**Task instructions**
The lines to return are those below that contain the word "PlanResult".

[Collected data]
■ ■ ■ ■

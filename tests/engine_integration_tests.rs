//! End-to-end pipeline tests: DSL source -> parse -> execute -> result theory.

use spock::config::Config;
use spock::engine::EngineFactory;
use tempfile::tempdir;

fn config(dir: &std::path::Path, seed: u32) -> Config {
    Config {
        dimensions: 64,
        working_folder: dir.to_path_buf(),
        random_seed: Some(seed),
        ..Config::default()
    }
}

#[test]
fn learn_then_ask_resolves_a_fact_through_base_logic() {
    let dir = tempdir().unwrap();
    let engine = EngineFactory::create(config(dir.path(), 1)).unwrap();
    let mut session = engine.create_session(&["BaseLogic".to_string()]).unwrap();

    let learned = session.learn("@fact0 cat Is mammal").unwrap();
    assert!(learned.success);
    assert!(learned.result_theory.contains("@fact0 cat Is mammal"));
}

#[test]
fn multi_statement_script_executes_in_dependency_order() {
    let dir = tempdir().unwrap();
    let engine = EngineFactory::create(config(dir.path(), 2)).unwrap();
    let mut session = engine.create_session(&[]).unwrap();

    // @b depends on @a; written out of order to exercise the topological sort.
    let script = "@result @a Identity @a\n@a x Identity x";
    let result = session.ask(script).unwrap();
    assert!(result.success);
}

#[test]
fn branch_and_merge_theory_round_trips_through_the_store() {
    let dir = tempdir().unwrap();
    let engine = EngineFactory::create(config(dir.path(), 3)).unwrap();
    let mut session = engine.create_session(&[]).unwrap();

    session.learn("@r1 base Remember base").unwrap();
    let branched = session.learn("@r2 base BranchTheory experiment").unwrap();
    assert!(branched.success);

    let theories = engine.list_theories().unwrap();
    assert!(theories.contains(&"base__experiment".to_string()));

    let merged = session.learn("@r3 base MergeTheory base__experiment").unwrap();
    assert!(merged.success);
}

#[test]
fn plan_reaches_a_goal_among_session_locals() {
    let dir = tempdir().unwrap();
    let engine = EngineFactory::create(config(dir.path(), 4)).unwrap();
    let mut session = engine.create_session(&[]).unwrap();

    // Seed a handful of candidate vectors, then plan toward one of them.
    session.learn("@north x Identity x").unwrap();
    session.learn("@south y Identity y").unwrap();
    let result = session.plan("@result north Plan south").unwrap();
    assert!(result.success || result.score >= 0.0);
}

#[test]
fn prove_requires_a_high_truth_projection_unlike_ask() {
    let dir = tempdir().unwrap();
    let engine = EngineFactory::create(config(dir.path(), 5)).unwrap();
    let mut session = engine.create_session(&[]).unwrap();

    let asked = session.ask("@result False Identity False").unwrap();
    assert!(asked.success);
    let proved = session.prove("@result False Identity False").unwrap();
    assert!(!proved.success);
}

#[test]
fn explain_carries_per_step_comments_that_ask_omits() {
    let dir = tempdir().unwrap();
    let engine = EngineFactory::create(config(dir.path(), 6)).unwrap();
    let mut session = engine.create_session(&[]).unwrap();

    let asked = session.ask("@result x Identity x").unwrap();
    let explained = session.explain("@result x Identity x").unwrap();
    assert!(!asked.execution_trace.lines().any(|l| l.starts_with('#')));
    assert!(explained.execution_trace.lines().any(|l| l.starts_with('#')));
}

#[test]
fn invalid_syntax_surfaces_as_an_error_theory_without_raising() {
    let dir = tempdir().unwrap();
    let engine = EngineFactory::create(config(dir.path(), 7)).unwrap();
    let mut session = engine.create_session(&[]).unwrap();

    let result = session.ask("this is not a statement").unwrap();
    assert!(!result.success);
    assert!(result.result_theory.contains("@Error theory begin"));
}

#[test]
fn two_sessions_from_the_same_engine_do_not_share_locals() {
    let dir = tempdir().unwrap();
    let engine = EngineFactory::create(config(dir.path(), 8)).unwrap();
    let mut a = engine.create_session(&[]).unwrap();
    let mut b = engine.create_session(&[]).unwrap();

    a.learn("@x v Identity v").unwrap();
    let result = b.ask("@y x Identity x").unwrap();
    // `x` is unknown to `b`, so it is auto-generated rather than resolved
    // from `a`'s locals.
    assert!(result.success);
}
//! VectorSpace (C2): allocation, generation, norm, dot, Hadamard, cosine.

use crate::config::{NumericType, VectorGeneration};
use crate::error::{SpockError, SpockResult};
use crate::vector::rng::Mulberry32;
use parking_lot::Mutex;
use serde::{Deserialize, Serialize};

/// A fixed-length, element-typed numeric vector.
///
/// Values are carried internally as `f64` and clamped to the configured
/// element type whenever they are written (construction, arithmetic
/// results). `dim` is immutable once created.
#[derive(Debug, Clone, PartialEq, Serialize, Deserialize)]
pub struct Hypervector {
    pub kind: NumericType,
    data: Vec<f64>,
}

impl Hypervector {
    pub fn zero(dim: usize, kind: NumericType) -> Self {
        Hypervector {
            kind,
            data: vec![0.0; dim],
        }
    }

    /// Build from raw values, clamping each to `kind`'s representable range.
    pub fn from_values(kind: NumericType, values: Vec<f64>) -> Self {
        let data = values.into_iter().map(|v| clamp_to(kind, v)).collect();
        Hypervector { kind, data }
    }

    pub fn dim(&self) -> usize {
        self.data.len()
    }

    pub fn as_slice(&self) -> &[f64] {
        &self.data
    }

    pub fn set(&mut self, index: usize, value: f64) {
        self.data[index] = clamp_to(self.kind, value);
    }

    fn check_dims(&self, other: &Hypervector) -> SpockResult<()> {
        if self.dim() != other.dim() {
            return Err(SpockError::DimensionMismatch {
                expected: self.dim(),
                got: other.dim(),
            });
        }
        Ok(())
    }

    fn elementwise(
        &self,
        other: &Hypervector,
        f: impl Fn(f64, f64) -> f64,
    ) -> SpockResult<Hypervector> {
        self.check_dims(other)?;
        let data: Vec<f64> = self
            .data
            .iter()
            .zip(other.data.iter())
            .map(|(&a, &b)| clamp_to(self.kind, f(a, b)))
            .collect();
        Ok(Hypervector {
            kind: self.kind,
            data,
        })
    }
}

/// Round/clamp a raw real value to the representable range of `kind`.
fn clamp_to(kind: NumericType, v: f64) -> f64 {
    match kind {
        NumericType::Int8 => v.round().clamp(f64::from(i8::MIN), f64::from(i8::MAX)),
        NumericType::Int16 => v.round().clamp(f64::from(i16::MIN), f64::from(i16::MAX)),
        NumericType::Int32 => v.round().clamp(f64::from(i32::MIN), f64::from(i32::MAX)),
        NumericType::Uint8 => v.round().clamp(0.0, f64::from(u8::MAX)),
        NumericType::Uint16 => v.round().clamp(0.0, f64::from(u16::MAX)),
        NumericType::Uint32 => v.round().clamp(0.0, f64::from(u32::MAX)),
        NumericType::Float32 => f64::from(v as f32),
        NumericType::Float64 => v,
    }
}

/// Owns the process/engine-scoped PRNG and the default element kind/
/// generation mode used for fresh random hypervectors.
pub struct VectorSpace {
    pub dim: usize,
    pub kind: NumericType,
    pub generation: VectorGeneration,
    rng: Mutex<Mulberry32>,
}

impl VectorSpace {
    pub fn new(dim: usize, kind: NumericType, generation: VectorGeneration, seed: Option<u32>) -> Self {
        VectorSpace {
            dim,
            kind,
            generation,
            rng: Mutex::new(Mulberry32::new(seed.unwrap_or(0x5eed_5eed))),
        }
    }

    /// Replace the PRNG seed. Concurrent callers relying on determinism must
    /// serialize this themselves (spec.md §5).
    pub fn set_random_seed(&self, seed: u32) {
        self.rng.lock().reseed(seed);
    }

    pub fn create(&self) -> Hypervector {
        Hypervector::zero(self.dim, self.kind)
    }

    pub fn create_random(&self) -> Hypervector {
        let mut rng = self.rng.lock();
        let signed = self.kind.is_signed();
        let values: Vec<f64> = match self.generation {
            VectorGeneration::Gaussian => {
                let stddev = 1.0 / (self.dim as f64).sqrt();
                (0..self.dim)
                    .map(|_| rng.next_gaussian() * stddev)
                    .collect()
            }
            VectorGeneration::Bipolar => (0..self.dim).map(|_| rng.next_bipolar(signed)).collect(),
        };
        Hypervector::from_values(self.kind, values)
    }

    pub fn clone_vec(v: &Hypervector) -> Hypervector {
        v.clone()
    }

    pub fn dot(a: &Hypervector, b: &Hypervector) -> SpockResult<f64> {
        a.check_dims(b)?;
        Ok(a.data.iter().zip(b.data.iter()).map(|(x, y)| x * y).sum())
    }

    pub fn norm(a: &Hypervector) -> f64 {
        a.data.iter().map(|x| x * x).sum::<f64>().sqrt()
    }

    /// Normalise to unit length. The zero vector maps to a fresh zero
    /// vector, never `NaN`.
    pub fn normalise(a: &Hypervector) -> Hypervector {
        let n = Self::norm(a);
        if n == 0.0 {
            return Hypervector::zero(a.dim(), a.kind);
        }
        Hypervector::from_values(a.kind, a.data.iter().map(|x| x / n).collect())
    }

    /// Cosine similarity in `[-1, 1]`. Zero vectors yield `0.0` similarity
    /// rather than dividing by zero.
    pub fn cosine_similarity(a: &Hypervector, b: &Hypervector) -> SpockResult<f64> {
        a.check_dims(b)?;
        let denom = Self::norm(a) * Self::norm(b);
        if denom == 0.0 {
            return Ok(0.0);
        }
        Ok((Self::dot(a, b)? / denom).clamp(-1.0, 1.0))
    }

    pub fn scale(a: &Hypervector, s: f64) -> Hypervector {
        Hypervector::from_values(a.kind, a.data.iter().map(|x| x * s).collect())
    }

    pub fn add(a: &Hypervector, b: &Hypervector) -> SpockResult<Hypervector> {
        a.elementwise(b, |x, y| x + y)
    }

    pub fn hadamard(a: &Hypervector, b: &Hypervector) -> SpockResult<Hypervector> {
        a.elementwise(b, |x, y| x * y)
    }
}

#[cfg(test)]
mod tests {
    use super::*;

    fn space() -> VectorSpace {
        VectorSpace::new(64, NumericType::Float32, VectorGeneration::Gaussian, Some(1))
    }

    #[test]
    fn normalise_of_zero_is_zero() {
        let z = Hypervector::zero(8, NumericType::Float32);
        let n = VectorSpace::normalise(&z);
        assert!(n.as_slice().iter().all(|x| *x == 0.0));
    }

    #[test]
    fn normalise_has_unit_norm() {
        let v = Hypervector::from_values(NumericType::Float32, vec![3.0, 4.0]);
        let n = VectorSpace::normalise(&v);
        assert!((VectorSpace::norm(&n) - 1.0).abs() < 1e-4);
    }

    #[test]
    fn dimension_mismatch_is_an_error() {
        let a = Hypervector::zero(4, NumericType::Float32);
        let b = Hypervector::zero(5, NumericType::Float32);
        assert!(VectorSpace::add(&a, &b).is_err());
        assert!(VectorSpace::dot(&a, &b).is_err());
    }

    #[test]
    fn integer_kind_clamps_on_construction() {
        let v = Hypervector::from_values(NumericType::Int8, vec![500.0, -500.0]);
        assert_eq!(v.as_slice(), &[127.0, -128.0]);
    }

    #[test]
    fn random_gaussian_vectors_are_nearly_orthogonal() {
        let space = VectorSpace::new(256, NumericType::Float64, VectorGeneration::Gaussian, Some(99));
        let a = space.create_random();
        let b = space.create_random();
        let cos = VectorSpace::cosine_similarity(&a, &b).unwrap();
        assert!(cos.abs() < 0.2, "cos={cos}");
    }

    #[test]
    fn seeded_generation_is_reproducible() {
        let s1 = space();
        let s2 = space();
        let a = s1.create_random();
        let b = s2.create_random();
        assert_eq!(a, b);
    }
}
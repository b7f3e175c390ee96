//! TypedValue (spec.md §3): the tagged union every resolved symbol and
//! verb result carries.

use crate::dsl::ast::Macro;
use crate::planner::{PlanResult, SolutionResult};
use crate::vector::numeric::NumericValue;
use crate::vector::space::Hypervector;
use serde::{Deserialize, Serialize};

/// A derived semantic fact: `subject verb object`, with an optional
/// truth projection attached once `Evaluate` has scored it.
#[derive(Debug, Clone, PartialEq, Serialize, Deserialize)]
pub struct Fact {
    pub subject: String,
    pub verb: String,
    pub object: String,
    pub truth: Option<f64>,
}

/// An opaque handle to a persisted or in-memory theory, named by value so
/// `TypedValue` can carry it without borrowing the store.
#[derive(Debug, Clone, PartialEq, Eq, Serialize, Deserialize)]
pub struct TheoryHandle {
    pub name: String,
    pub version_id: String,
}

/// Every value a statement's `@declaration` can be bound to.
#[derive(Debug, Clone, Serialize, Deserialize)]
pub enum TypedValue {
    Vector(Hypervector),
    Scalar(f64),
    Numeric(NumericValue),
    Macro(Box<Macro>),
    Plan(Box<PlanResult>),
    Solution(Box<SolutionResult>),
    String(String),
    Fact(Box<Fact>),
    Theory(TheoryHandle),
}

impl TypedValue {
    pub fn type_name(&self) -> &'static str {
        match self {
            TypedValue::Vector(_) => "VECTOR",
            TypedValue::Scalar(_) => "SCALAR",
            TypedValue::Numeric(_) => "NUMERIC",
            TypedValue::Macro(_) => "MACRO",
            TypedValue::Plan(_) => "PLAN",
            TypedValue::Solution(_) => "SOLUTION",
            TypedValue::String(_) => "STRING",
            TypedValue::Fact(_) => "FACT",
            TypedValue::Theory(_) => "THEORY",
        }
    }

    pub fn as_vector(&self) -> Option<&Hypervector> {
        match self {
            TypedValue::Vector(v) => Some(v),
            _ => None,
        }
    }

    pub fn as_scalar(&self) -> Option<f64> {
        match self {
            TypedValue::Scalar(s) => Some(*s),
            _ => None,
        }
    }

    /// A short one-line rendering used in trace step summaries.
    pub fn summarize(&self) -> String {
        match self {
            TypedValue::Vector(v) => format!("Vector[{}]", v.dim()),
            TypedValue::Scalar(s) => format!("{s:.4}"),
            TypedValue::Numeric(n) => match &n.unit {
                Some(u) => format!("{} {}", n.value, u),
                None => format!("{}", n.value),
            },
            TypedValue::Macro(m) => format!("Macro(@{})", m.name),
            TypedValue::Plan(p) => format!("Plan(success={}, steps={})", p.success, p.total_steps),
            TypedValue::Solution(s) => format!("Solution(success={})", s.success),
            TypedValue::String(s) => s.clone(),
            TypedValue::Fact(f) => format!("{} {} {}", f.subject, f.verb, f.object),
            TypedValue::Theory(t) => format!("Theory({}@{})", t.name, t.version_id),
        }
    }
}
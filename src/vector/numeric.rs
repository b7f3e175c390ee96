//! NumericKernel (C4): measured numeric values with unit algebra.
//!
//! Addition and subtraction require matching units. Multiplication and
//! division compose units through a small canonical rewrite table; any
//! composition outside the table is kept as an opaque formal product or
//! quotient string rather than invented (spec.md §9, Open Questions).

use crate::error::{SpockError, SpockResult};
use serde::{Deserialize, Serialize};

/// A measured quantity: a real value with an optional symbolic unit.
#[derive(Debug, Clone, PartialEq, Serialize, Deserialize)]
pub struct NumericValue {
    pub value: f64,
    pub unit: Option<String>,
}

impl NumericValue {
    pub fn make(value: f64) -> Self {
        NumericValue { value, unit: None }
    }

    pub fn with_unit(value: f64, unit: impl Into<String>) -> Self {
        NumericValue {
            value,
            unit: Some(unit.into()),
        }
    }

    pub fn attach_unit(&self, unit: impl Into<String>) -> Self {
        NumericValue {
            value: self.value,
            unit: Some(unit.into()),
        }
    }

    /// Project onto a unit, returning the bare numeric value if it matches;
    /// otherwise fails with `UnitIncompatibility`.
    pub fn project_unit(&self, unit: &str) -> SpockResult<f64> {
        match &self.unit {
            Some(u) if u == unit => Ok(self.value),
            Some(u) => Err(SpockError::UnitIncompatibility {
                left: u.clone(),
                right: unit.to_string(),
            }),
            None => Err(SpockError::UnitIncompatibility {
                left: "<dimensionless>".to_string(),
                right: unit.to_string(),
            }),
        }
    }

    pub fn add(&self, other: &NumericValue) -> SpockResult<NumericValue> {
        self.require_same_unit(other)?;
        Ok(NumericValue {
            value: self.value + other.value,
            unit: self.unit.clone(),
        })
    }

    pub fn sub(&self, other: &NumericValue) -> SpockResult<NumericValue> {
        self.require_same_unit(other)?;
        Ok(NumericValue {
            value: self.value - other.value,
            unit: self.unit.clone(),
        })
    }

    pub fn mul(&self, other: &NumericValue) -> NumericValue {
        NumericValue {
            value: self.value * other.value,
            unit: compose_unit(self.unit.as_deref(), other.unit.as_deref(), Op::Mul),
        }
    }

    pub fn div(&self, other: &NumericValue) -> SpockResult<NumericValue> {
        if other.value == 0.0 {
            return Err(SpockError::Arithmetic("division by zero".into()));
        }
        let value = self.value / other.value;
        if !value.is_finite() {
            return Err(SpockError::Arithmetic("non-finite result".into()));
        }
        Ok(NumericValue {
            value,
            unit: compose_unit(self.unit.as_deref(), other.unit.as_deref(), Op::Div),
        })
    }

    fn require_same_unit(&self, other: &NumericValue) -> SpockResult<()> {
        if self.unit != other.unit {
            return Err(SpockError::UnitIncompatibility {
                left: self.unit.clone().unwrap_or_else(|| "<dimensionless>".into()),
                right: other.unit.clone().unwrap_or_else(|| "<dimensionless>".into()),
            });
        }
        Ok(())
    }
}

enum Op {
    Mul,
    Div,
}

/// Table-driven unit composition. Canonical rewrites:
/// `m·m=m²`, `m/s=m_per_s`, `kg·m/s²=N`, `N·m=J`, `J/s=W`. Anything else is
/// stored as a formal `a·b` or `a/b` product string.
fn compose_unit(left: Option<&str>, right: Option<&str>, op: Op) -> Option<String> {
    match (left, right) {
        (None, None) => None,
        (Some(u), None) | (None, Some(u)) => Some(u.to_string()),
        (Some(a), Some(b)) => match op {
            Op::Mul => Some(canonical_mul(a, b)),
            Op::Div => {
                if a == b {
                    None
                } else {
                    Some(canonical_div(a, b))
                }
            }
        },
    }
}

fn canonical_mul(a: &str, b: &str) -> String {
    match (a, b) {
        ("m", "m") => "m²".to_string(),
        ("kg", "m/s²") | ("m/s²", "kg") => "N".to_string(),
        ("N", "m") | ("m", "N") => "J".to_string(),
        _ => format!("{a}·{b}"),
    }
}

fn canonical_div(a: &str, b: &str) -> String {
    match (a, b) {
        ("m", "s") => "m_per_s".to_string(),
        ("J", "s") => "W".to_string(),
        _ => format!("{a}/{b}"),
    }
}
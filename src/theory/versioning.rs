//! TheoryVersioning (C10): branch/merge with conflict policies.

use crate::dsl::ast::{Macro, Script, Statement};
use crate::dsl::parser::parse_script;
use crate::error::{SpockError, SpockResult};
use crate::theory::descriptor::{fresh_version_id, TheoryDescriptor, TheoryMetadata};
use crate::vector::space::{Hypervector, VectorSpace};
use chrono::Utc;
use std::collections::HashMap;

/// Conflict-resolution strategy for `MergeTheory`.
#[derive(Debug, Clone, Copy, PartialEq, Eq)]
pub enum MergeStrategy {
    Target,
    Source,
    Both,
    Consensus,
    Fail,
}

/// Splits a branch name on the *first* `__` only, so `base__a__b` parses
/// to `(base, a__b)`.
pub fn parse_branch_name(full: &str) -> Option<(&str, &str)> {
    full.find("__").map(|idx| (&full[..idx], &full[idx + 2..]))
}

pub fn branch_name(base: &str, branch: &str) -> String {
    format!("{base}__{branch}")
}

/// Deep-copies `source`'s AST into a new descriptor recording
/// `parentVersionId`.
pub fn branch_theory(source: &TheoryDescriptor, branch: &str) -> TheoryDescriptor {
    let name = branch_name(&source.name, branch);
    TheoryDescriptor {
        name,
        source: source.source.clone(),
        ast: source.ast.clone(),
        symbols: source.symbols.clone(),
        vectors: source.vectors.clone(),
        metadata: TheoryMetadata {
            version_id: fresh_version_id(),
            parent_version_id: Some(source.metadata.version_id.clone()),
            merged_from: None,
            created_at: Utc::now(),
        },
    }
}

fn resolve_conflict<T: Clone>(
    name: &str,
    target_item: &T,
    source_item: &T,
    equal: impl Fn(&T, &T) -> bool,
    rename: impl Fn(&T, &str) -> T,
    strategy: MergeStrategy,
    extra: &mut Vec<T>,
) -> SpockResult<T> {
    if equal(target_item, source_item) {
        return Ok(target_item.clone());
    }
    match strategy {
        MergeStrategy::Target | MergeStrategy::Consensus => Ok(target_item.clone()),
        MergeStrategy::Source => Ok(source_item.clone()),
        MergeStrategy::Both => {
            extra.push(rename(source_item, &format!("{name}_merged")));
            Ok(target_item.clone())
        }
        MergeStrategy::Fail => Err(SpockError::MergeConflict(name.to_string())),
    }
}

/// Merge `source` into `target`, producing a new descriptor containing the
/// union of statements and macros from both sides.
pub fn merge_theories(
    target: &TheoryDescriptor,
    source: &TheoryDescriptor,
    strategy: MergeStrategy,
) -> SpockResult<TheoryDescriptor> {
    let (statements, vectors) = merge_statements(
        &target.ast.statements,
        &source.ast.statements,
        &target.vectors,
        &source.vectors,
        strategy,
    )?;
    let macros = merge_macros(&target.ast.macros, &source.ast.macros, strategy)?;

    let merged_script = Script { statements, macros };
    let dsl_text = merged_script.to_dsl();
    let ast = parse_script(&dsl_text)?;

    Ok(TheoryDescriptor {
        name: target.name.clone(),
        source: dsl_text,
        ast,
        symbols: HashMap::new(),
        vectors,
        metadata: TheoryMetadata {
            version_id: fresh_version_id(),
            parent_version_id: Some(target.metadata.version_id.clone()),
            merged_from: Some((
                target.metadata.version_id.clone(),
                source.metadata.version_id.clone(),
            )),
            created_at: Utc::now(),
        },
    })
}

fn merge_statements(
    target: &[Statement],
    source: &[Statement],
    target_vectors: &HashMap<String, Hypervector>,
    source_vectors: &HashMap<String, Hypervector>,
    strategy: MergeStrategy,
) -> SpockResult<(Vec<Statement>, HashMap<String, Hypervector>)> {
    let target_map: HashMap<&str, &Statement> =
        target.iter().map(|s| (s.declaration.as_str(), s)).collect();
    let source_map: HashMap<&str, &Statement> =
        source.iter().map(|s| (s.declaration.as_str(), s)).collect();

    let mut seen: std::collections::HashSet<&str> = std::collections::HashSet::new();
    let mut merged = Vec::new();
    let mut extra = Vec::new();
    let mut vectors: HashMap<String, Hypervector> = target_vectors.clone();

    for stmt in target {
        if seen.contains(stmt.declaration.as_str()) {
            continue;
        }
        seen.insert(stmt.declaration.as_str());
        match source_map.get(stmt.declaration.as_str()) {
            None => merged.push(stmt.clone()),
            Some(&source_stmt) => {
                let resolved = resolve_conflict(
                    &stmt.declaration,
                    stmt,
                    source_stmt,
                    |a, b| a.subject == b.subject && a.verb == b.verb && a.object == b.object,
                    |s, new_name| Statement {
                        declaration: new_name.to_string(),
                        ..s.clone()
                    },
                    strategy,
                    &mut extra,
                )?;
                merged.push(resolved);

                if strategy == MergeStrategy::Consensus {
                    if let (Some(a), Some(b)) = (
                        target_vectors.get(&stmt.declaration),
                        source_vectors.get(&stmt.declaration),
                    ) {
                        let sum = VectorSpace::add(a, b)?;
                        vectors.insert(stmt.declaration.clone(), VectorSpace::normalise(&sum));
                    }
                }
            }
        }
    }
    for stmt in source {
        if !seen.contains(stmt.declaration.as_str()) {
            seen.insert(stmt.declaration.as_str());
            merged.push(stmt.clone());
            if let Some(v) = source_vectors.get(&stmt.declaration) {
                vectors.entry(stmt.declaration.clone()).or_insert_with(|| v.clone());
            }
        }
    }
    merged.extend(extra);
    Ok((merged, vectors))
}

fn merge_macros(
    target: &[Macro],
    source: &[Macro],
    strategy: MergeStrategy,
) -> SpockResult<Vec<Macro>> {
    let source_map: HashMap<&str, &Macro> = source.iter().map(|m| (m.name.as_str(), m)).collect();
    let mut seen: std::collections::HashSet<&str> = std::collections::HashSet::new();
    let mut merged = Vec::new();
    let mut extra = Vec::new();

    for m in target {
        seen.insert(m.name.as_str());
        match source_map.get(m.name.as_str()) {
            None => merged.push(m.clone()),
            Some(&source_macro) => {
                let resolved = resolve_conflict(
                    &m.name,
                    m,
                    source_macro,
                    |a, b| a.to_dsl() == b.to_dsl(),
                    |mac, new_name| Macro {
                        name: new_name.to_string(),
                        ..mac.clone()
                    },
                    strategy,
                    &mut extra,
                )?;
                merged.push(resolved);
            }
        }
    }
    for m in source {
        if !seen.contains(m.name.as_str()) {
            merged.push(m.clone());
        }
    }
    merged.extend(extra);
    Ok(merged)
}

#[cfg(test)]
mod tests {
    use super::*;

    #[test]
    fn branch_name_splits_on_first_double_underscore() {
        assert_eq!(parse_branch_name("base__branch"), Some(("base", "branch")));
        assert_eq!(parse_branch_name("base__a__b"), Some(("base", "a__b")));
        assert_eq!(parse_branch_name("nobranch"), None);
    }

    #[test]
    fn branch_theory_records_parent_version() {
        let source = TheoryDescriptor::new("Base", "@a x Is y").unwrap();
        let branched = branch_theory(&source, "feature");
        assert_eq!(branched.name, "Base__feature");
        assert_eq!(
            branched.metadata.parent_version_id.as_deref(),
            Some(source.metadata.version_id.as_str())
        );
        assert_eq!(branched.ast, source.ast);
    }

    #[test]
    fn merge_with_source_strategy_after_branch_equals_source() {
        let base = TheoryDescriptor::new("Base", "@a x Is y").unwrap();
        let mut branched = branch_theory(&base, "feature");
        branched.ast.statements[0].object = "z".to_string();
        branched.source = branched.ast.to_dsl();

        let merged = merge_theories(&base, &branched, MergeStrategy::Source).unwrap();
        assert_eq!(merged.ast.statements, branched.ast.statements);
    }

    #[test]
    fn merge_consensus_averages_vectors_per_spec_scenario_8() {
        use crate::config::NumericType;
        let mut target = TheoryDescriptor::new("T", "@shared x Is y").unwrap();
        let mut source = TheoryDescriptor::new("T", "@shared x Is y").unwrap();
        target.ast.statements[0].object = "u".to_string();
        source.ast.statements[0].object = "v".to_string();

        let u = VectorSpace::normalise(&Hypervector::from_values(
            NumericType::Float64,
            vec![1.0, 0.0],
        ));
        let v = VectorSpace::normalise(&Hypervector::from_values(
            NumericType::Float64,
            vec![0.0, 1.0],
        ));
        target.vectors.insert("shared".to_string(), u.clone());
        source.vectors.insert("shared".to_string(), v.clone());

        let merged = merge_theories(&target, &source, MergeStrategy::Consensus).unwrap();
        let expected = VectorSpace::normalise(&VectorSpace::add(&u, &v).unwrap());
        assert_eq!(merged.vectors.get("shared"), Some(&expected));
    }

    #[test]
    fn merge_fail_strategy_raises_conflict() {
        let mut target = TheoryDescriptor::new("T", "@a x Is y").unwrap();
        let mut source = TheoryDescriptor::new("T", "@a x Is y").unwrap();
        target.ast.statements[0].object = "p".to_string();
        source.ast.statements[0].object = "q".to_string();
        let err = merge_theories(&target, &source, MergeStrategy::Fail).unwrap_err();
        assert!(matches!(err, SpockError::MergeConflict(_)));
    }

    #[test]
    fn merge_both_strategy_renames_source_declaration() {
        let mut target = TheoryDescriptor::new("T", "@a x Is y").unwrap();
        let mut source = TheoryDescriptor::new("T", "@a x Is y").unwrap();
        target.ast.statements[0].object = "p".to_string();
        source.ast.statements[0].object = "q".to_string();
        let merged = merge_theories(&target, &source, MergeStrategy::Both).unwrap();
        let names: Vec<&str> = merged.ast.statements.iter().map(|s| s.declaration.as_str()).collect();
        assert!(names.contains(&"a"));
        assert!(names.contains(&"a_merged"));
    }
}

■ ■ ■ ■

**Written answer**
use crate::planner::{PlanResult, SolutionResult};
    Plan(Box<PlanResult>),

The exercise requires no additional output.